YOUR ASSIGNMENT. Restate the data that follows exactly as it stands, beginning with the first line and ending with the line that contains "signed bearer tokens".

::: MATERIAL PROVIDED :::

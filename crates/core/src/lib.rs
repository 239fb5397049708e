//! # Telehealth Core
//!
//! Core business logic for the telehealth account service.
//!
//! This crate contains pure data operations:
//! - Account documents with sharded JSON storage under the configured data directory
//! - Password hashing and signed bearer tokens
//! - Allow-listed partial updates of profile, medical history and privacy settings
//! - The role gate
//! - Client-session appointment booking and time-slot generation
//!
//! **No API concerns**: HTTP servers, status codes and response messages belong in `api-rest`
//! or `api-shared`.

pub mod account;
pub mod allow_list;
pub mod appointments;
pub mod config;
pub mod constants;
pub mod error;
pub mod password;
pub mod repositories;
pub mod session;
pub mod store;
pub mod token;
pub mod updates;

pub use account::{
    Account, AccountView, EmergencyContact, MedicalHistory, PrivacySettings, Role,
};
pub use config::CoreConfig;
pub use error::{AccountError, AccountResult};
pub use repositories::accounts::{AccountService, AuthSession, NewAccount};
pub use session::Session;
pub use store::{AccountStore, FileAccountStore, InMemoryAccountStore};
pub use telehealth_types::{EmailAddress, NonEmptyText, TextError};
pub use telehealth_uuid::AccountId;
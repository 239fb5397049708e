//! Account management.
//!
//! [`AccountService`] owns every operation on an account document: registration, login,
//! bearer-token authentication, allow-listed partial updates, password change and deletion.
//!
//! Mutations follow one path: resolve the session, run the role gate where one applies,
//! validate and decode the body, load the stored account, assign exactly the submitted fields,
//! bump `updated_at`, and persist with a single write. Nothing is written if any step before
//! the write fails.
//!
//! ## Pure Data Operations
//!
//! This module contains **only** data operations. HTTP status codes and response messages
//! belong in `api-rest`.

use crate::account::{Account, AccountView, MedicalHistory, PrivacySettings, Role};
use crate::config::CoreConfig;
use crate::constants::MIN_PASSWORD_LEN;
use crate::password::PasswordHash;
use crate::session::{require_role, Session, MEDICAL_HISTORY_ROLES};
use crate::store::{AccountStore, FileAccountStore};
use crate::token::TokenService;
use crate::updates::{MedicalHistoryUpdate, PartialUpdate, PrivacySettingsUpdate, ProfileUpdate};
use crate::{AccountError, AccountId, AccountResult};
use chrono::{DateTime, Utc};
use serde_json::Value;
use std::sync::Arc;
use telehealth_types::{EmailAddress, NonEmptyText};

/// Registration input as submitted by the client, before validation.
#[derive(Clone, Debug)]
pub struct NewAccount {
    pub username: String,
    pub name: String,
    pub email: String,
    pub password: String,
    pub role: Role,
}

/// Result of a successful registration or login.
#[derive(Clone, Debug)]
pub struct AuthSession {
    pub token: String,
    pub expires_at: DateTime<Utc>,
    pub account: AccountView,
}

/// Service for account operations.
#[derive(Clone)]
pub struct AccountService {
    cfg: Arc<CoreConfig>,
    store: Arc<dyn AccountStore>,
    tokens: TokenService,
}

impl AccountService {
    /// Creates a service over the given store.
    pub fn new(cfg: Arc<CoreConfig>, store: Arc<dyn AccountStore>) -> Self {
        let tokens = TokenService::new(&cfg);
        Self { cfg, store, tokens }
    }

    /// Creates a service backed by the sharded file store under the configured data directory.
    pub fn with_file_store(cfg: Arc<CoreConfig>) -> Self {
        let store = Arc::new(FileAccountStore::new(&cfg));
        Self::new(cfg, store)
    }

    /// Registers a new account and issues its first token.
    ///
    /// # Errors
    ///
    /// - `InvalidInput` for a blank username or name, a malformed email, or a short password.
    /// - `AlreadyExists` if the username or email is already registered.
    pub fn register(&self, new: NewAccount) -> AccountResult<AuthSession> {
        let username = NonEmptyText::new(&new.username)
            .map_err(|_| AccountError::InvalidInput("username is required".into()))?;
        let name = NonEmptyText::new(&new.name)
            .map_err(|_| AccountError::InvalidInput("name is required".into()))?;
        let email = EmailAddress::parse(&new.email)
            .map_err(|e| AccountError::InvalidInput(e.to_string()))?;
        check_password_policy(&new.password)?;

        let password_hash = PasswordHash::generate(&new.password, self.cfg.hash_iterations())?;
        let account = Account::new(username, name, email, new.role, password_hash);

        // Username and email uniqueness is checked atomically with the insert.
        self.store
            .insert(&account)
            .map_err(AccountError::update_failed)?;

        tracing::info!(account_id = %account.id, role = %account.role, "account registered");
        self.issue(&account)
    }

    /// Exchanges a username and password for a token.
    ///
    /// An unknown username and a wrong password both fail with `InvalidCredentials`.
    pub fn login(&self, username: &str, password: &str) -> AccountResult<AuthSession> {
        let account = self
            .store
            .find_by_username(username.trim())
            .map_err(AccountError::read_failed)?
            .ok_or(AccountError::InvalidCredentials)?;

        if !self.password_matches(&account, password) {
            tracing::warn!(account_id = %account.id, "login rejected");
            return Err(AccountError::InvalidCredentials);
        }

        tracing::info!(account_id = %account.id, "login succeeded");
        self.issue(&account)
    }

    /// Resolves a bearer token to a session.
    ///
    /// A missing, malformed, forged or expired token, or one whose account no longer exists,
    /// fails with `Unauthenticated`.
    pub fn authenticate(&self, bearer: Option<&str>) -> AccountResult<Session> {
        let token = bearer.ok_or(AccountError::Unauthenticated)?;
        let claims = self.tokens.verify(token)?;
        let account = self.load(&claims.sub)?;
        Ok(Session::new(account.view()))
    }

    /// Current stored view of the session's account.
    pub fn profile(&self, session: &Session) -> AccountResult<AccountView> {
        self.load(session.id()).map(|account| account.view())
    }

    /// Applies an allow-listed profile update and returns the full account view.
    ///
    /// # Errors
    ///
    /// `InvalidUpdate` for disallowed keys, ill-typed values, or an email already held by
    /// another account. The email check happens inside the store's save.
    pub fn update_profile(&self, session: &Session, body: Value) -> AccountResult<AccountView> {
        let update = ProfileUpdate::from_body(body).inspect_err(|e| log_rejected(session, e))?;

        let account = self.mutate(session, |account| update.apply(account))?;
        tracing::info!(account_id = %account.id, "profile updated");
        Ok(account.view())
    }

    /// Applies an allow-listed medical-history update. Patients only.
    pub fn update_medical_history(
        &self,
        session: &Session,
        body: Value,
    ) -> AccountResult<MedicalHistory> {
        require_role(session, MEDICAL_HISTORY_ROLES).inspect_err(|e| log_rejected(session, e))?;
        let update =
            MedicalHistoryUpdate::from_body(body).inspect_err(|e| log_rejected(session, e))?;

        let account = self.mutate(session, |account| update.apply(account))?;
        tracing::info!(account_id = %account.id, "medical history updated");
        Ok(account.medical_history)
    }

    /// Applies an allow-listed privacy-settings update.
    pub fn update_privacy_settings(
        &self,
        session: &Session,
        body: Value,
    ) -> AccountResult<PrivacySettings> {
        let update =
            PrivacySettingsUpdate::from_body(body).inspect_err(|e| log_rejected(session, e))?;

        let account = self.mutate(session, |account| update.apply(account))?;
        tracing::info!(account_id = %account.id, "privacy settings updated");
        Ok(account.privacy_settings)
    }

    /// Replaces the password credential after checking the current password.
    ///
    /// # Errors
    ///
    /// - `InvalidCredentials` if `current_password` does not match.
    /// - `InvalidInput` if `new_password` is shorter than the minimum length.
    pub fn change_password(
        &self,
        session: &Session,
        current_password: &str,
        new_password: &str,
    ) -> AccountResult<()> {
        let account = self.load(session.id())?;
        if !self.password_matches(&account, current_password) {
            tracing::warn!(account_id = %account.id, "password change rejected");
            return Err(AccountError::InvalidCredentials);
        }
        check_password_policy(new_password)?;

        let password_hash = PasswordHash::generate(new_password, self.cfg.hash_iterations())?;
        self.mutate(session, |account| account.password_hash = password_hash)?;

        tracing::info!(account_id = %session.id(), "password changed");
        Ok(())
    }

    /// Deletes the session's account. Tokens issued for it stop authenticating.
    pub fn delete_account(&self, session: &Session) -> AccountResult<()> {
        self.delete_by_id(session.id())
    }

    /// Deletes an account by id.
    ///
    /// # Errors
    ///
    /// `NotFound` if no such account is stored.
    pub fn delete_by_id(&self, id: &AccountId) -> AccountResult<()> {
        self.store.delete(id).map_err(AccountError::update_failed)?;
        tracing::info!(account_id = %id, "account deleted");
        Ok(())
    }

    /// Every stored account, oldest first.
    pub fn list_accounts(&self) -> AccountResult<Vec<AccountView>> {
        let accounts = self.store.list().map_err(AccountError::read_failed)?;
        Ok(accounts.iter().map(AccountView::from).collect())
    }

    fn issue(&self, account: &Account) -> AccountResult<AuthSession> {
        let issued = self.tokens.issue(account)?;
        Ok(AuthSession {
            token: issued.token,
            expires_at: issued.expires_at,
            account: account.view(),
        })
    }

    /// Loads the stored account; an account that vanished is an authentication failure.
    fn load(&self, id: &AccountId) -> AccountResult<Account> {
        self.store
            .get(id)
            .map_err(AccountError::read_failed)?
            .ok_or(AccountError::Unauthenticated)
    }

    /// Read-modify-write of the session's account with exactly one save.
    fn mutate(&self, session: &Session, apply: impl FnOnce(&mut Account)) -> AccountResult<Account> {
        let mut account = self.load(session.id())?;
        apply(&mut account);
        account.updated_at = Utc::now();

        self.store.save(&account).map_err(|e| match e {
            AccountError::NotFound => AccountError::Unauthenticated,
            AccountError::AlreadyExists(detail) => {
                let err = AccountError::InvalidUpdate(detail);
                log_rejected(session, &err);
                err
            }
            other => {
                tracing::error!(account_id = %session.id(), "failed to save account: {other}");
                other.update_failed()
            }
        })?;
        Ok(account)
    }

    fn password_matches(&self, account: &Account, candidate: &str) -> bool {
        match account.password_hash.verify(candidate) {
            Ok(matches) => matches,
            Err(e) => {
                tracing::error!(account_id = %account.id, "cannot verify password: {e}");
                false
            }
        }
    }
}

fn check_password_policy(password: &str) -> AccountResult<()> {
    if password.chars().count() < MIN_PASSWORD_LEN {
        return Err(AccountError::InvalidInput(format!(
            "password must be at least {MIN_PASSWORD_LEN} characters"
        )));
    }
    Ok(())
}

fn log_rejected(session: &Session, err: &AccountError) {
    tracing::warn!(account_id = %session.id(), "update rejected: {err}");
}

:::

TASK RESPONSE.
filename crates/core/src/lib.rs
repository 239fb5397049708e
//! # Telehealth Core
//!
//! Core business logic for the telehealth account service.
//!
//! This crate contains pure data operations:
//! - Account documents with sharded JSON storage under the configured data directory
//! - Password hashing and signed bearer tokens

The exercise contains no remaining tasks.